Damn straight. The sux have dropped 13 of their last 19 home games!!! Don't tell me with a massive hiccup like that it isn't possible.

KEEP CHARGIN TWINKS!!!

Every. Fan. Counts.


----------



## 870 XPRS

I'm starting to be swayed back from the darkside.


----------



## NDJ

gain a game or two here or there...take 7 or 8 of the remaining games with the Sox....got KC and Detroit at home the last week...HMMMM!

anyway it's been fun watching them the last week !!!

Mays needs to go! Baker or Liriano time....


----------



## smalls

Let me be the first to say, "OH HELL YEAH!".

Jacque Jones has the only hit, being a homerun, in a win over the Chicago Whitesox in a pitchers dual between Johan Santana and Freddy Garcia.

Santana gave up ZERO runs and only three hits over 8 innings.

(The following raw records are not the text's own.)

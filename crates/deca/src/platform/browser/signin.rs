//! Google sign-in (`gapi`) bindings for the login and logout pages.

use zoon::wasm_bindgen::{closure::Closure, JsValue};

use super::dom::{self, js_error};
use super::js::{self, call, global, object};
use crate::signin::{IdentityProvider, SignInView};

pub const BUTTON_ID: &str = "my-signin2";
const FAILURE_ID: &str = "signin_failed";
const FAILURE_REASON_ID: &str = "signin_failed_reason";
pub const CSRF_INPUT_ID: &str = "csrf_token";

#[derive(Clone, Copy, Debug, Default)]
pub struct Gapi;

impl Gapi {
    fn auth_instance(&self) -> Result<JsValue, JsValue> {
        let auth2 = global(&["gapi", "auth2"])?;
        call(&auth2, "init", &[])?;
        call(&auth2, "getAuthInstance", &[])
    }

    fn auth_call(&self, method: &str) {
        if let Err(error) = self.auth_instance().and_then(|auth| call(&auth, method, &[])) {
            log::error!("gapi auth2 `{method}` failed: {}", js_error(&error));
        }
    }

    pub fn is_loaded(&self) -> bool {
        global(&["gapi"]).is_ok_and(|gapi| js::is_present(&gapi))
    }

    /// Render the sign-in button; `on_success` gets the user's id token.
    pub fn render_button(&self, on_success: impl Fn(String) + 'static, on_failure: impl Fn(String) + 'static) {
        let success = Closure::wrap(Box::new(move |user: JsValue| {
            match call(&user, "getAuthResponse", &[]) {
                Ok(response) => match js::get(&response, &["id_token"]).ok().and_then(|token| token.as_string()) {
                    Some(token) => on_success(token),
                    None => log::error!("sign-in response carries no id token"),
                },
                Err(error) => log::error!("reading sign-in response failed: {}", js_error(&error)),
            }
        }) as Box<dyn Fn(JsValue)>);
        let failure = Closure::wrap(Box::new(move |error: JsValue| on_failure(js_error(&error))) as Box<dyn Fn(JsValue)>);

        let options = object(&[
            ("scope", "profile email".into()),
            ("width", 240.into()),
            ("height", 50.into()),
            ("longtitle", true.into()),
            ("theme", "dark".into()),
            ("onsuccess", success.as_ref().clone()),
            ("onfailure", failure.as_ref().clone()),
        ]);
        let rendered = global(&["gapi", "signin2"]).and_then(|signin2| call(&signin2, "render", &[BUTTON_ID.into(), options]));
        if let Err(error) = rendered {
            log::error!("rendering the sign-in button failed: {}", js_error(&error));
        }
        // The button calls back for the page's lifetime.
        success.forget();
        failure.forget();
    }

    /// Load the `auth2` module, then run `then`.
    pub fn load_auth2(&self, then: impl FnOnce() + 'static) {
        let callback = Closure::once_into_js(then);
        if let Err(error) = global(&["gapi"]).and_then(|gapi| call(&gapi, "load", &["auth2".into(), callback])) {
            log::error!("loading gapi auth2 failed: {}", js_error(&error));
        }
    }
}

impl IdentityProvider for Gapi {
    fn disconnect(&self) {
        self.auth_call("disconnect");
    }

    fn sign_out(&self) {
        self.auth_call("signOut");
    }
}

#[derive(Clone, Copy, Debug, Default)]
pub struct DomSignInView;

impl SignInView for DomSignInView {
    fn hide_failure(&self) {
        if let Some(failure) = dom::by_id(FAILURE_ID) {
            dom::set_attribute(&failure, "hidden", "");
        }
    }

    fn show_failure(&self, reason: &str) {
        if let Some(failure) = dom::by_id(FAILURE_ID) {
            failure.remove_attribute("hidden").ok();
        }
        if let Some(element) = dom::by_id(FAILURE_REASON_ID) {
            element.set_text_content(Some(reason));
        }
    }
}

I can't wait for the rest of this series!

CHEER FOR THE MINNESOTA TWIIIIIINNNNNNSSSSS TTTTOOOOOOOOOODDDDDDDDDDDDAAAAAAAAAAAAYYYYYYYYYYY!


----------



## 870 XPRS

A guy almost has to feel bad for Freddy Garcia, throwing a complete game 1 hitter for the loss. On the other hand, he plays for the white sox you don't have to feel too bad.


----------



## njsimonson

Dang - Twinks threatened a 6-0 comeback last night in the 9th and lost 6-4...maybe tonight - two outta three wouldn't be bad.


----------



## Shu

another tough loss 2-1 today in 10 innings. :-?


----------



## fishhook

Thus far today Jones has hit into 4 double plays. Could that be a record uke: uke: (were in the 7th inning i think, i'm listening to the radio)

11 hits......0 runs, not so good


----------



## fishhook

Twins lose 1-0; 13 hits without scoring a single run is 1 hit shy of a major league record.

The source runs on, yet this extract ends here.